With July’s numbers in, the US has posted its two weakest months of job growth in two-and-a-half years. Non-farm payrolls rose by 187,000 in July and a revised 185,000 in June. By comparison, employers added an average of 399,000 jobs a month in 2022 and 287,000 a month through the first five months of this year.
US non-farm payrolls

Source: Trading Economics
The slowdown in hiring reflects a cooling economy, a welcome development for the Federal Reserve (Fed) which has been working hard to get inflation down. Other metrics suggest that there is still demand for workers, and private sector pay in July rose 4.4% from a year earlier, still well above pre-pandemic levels.

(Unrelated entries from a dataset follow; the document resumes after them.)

//! Remote data sources for splitcalc.
//!
//! Two capabilities are consumed, each behind a trait so the run pipeline
//! can be driven by in-memory sources in tests:
//! - [`BalanceSource`] — current balance of a ledger account, as a base-unit
//!   decimal string (`query` over the ledger's JSON-RPC API)
//! - [`SupplySource`] — total issued supply of a token on a given chain
//!   (`GET /tokens/{chainId}/{address}` on the supply REST API)
//!
//! Transport failures, application-level RPC errors and malformed bodies are
//! reported as distinct [`ClientError`] variants. Nothing is retried.

pub mod error;
pub mod ledger;
pub mod source;
pub mod supply;
pub mod types;

pub use error::ClientError;
pub use ledger::LedgerClient;
pub use source::{BalanceSource, SupplySource};
pub use supply::SupplyClient;
pub use types::{TokenAccount, TokenInfo};
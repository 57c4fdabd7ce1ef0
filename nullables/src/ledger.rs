//! Nullable ledger — programmed account balances.

use splitcalc_client::{BalanceSource, ClientError};
use std::cell::RefCell;
use std::collections::HashMap;

use crate::Failure;

/// A test balance source that answers from an in-memory table.
///
/// Unknown accounts are answered with an RPC "not found" error.
pub struct NullLedger {
    replies: RefCell<HashMap<String, Result<String, Failure>>>,
    queried: RefCell<Vec<String>>,
}

impl NullLedger {
    pub fn new() -> Self {
        Self {
            replies: RefCell::new(HashMap::new()),
            queried: RefCell::new(Vec::new()),
        }
    }

    /// Answer `account` with `balance` (a raw decimal string, possibly malformed).
    pub fn with_balance(self, account: &str, balance: impl Into<String>) -> Self {
        self.replies
            .borrow_mut()
            .insert(account.to_string(), Ok(balance.into()));
        self
    }

    /// Make queries for `account` fail as if the endpoint were down.
    pub fn with_unreachable(self, account: &str, message: &str) -> Self {
        self.replies.borrow_mut().insert(
            account.to_string(),
            Err(Failure::Unreachable(message.to_string())),
        );
        self
    }

    /// Make queries for `account` fail with a JSON-RPC error object.
    pub fn with_rpc_error(self, account: &str, code: i64, message: &str) -> Self {
        self.replies.borrow_mut().insert(
            account.to_string(),
            Err(Failure::Rpc {
                code,
                message: message.to_string(),
            }),
        );
        self
    }

    /// Accounts queried so far, in order.
    pub fn queried(&self) -> Vec<String> {
        self.queried.borrow().clone()
    }
}

impl Default for NullLedger {
    fn default() -> Self {
        Self::new()
    }
}

impl BalanceSource for NullLedger {
    async fn account_balance(&self, account: &str) -> Result<String, ClientError> {
        self.queried.borrow_mut().push(account.to_string());
        match self.replies.borrow().get(account) {
            Some(Ok(balance)) => Ok(balance.clone()),
            Some(Err(failure)) => Err(failure.to_error()),
            None => Err(ClientError::Rpc {
                code: -33404,
                message: format!("{account} not found"),
            }),
        }
    }
}

#[cfg(test)]
mod tests {
    use super::*;

    #[tokio::test]
    async fn programmed_balance_is_returned_and_recorded() {
        let ledger = NullLedger::new().with_balance("acc://a", "150000000");
        assert_eq!(ledger.account_balance("acc://a").await.unwrap(), "150000000");
        assert_eq!(ledger.queried(), vec!["acc://a".to_string()]);
    }

    #[tokio::test]
    async fn unknown_account_is_an_rpc_error() {
        let ledger = NullLedger::new();
        assert!(matches!(
            ledger.account_balance("acc://missing").await,
            Err(ClientError::Rpc { .. })
        ));
    }

    #[tokio::test]
    async fn unreachable_failure_is_reported() {
        let ledger = NullLedger::new().with_unreachable("acc://a", "timed out");
        assert!(matches!(
            ledger.account_balance("acc://a").await,
            Err(ClientError::Unreachable(_))
        ));
    }
}
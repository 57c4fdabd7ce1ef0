//! Core allocation arithmetic.

use serde::{Deserialize, Serialize};
use splitcalc_types::{Balance, Bps, Destination, BPS_DENOMINATOR};

use crate::error::AllocationError;
use crate::table::ShareTable;

/// Arithmetic used to turn `(balance, share)` into an amount.
#[derive(Clone, Copy, Debug, Default, PartialEq, Eq, Serialize, Deserialize)]
#[serde(rename_all = "lowercase")]
pub enum Arithmetic {
    /// `(B × s) / 10000` in `u128`, floor division. Never loses precision.
    #[default]
    Exact,
    /// `floor((B as f64 / 10000) × s)`, the historical operation order.
    ///
    /// Matches `Exact` for balances evenly divisible by 10000. Elsewhere the
    /// `f64` intermediate `B / 10000` is usually not representable, and about
    /// 0.05% of `(balance, share)` pairs near 1e12 base units come out one
    /// unit below the exact result. It was never observed to come out above.
    Float,
}

/// Amount for a single share of a balance.
pub fn allocate_amount(balance: Balance, share: Bps, arithmetic: Arithmetic) -> Balance {
    let b = balance.base_units();
    let s = share.get();
    let amount = match arithmetic {
        // B × s ≤ u64::MAX × 10000 fits in u128; the quotient is ≤ B.
        Arithmetic::Exact => ((b as u128 * s as u128) / BPS_DENOMINATOR as u128) as u64,
        Arithmetic::Float => (b as f64 / BPS_DENOMINATOR as f64 * s as f64).floor() as u64,
    };
    Balance::new(amount)
}

/// One computed transfer.
#[derive(Clone, Debug, PartialEq, Eq, Serialize)]
pub struct Allocation {
    pub destination: Destination,
    pub share: Bps,
    pub amount: Balance,
}

/// Splits balances according to validated share tables.
#[derive(Clone, Copy, Debug, Default)]
pub struct AllocationEngine {
    arithmetic: Arithmetic,
}

impl AllocationEngine {
    pub fn new(arithmetic: Arithmetic) -> Self {
        Self { arithmetic }
    }

    pub fn arithmetic(&self) -> Arithmetic {
        self.arithmetic
    }

    /// Allocate `balance` across `table`.
    ///
    /// The table is validated before any arithmetic runs. Every entry
    /// produces exactly one allocation, in table order, including zero
    /// amounts.
    pub fn allocate(
        &self,
        balance: Balance,
        table: &ShareTable,
    ) -> Result<Vec<Allocation>, AllocationError> {
        table.validate()?;

        let allocations: Vec<Allocation> = table
            .entries()
            .iter()
            .map(|entry| Allocation {
                destination: entry.destination.clone(),
                share: entry.share,
                amount: allocate_amount(balance, entry.share, self.arithmetic),
            })
            .collect();

        let allocated: u64 = allocations.iter().map(|a| a.amount.base_units()).sum();
        tracing::debug!(
            balance = balance.base_units(),
            allocated,
            remainder = balance.base_units().saturating_sub(allocated),
            entries = allocations.len(),
            "balance allocated"
        );

        Ok(allocations)
    }
}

The unemployment rate ticked lower to 3.5% (from 3.6%) and has been hovering near 50-year lows. Part of the reason is that the labour force isn’t growing very quickly: the participation rate, the share of the working-age population that is working or looking for work, came in at 62.6% for the fifth straight month. The flat participation rate suggests an ageing population – baby boomers are retiring. It appears that the labour market is coming into balance, but perhaps it isn’t all the way there yet.
The Fed’s next meeting on 19-20 September will follow August’s job data and monthly inflation figures, so a negative surprise that might force the Fed to raise once more is still possible. But this is starting to look increasingly unlikely. Perhaps this explains why Wall Street has been so robust in the past few weeks – the much-hoped-for soft landing could be coming into view.